Whenever a line below includes the string "props", show it.

━━━━━━

use crate::schema::{Column, SqlType, Table};

/// Name of the declaration mapping every table name to its type.
pub const TABLES_TYPE: &str = "Tables";

impl SqlType {
    pub fn ts_type(self) -> &'static str {
        match self {
            SqlType::Text => "string",
            SqlType::Integer => "BigInt",
            SqlType::Float => "number",
            SqlType::Blob => "Blob",
        }
    }
}

#[derive(Debug, Clone, PartialEq, Eq)]
pub struct Field {
    pub name: String,
    pub ty: String,
    pub optional: bool,
}

#[derive(Debug, Clone, PartialEq, Eq)]
pub struct TypeDeclaration {
    pub name: String,
    pub fields: Vec<Field>,
}

/// A column pointing at another table is typed as that table, so the relation
/// reads as an embedded object rather than the raw key.
pub fn field_type(column: &Column) -> &str {
    match &column.foreign_key {
        Some(fk) => fk.table.as_str(),
        None => column.sql_type.ts_type(),
    }
}

pub fn column_field(column: &Column) -> Field {
    Field {
        name: column.name.clone(),
        ty: field_type(column).to_string(),
        optional: !column.not_null,
    }
}

pub fn table_declaration(table: &Table) -> TypeDeclaration {
    TypeDeclaration {
        name: table.name.clone(),
        fields: table.columns.iter().map(column_field).collect(),
    }
}

pub fn tables_declaration(tables: &[Table]) -> TypeDeclaration {
    TypeDeclaration {
        name: TABLES_TYPE.to_string(),
        fields: tables
            .iter()
            .map(|table| Field {
                name: table.name.clone(),
                ty: table.name.clone(),
                optional: false,
            })
            .collect(),
    }
}

/// One declaration per table in discovery order, then the `Tables` aggregate.
pub fn synthesize(tables: &[Table]) -> Vec<TypeDeclaration> {
    let mut declarations: Vec<_> = tables.iter().map(table_declaration).collect();
    declarations.push(tables_declaration(tables));
    declarations
}

fn optional(optional: bool) -> &'static str {
    if optional {
        return "?";
    }

    ""
}

/// Unformatted source text; the formatter takes care of layout.
pub fn render_source(declarations: &[TypeDeclaration]) -> String {
    declarations
        .iter()
        .map(|decl| {
            let props: Vec<String> = decl
                .fields
                .iter()
                .map(|f| format!("{}{}: {}", f.name, optional(f.optional), f.ty))
                .collect();
            format!("type {} = {{ {} }};", decl.name, props.join(","))
        })
        .collect::<Vec<_>>()
        .join("\n\n")
}

#[cfg(test)]
mod tests {
    use super::*;
    use crate::schema::{ColumnList, ForeignKey};

    fn col(name: &str, sql_type: SqlType, not_null: bool) -> Column {
        Column {
            name: name.to_string(),
            sql_type,
            not_null,
            primary_key: false,
            foreign_key: None,
        }
    }

    fn table(name: &str, columns: Vec<Column>) -> Table {
        Table {
            name: name.to_string(),
            columns: ColumnList::from_vec(columns),
        }
    }

    #[test]
    fn maps_every_sql_type() {
        assert_eq!(SqlType::Text.ts_type(), "string");
        assert_eq!(SqlType::Integer.ts_type(), "BigInt");
        assert_eq!(SqlType::Float.ts_type(), "number");
        assert_eq!(SqlType::Blob.ts_type(), "Blob");
    }

    #[test]
    fn nullability_decides_optional() {
        let required = column_field(&col("name", SqlType::Text, true));
        let nullable = column_field(&col("nick", SqlType::Text, false));
        assert!(!required.optional);
        assert!(nullable.optional);
    }

    #[test]
    fn foreign_key_overrides_sql_type() {
        for sql_type in [SqlType::Integer, SqlType::Text, SqlType::Blob] {
            let mut owner = col("owner", sql_type, false);
            owner.foreign_key = Some(ForeignKey {
                from: "owner".to_string(),
                table: "people".to_string(),
                to: Some("id".to_string()),
            });
            assert_eq!(field_type(&owner), "people");
        }
    }

    #[test]
    fn aggregate_lists_tables_in_order() {
        let tables = [
            table("zebras", vec![col("id", SqlType::Integer, true)]),
            table("apples", vec![col("id", SqlType::Integer, true)]),
        ];
        let decls = synthesize(&tables);
        assert_eq!(decls.len(), 3);
        let aggregate = decls.last().unwrap();
        assert_eq!(aggregate.name, "Tables");
        let entries: Vec<_> = aggregate
            .fields
            .iter()
            .map(|f| (f.name.as_str(), f.ty.as_str(), f.optional))
            .collect();
        assert_eq!(
            entries,
            [("zebras", "zebras", false), ("apples", "apples", false)]
        );
    }

    #[test]
    fn empty_schema_still_has_aggregate() {
        let decls = synthesize(&[]);
        assert_eq!(decls.len(), 1);
        assert!(decls[0].fields.is_empty());
        assert_eq!(render_source(&decls), "type Tables = {  };");
    }

    #[test]
    fn renders_raw_source() {
        let tables = [table(
            "notes",
            vec![
                col("id", SqlType::Integer, false),
                col("body", SqlType::Text, true),
                col("score", SqlType::Float, false),
            ],
        )];
        assert_eq!(
            render_source(&synthesize(&tables)),
            "type notes = { id?: BigInt,body: string,score?: number };\n\n\
             type Tables = { notes: notes };"
        );
    }
}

━━━━━━

> _Exercise solution_:
            let props: Vec<String> = decl
            format!("type {} = {{ {} }};", decl.name, props.join(","))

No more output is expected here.